Isenções à concessionária
Isenção do Imposto Sobre Serviços de Qualquer Natureza (ISSQN) e da Taxa de Gerenciamento para a concessionária responsável pelo serviço de transporte coletivo urbano, a Visate. Com isso, juntas as duas isenções, o poder público espera reduzir em R$ 0,15 o valor total da tarifa.
Redução do passe livre
Redução do benefício do passe livre de um domingo por mês para três dias ao ano. A administração estima que a medida pode gerar R$ 0,05 (cinco centavos) de economia na passagem.

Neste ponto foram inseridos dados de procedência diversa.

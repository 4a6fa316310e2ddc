// Controller module root
pub mod controller_handler;

pub use controller_handler::Controller;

Compensação à renúncia de receita
Alteração da estimativa e compensação de renúncia de Receita da Lei de Diretrizes Orçamentárias para o exercício de 2021. A adequação se dá pela aprovação de isenções à concessionária do transporte coletivo, que deve gerar impacto de mais de R$ 10 milhões entre 2021 e 2023.
Escolas e veículos
Autorização ao Executivo para ampliar o uso de crédito interno contratado junto à Caixa Econômica Federal, que previa aplicação do crédito em investimentos em escolas municipais, para implementação de sistemas de proteção, prevenção e combate a incêndio (PPCIs) em escolas municipais, construção de prédios novos para duas escolas municipais de Ensino Fundamental e uma escola de Educação Infantil. Com a mudança, a administração poderá utilizar os recursos em outros setores, para aquisição de veículos, máquinas e equipamentos.
Auxílio-transporte
Para os servidores (professores e funcionários de instituições de ensino municipais) que tiveram retirado o benefício da tarifa colegial, com 50% de desconto (ver
acima), fica revogado dispositivo que previa que esses servidores não podiam obter a concessão do auxílio-transporte (para que não fiquem desabrigados de qualquer auxílio ao transporte).
Troca Solidária
Reformulação do projeto Troca Solidária, que passa a ser gerido pela Secretaria Municipal da Agricultura.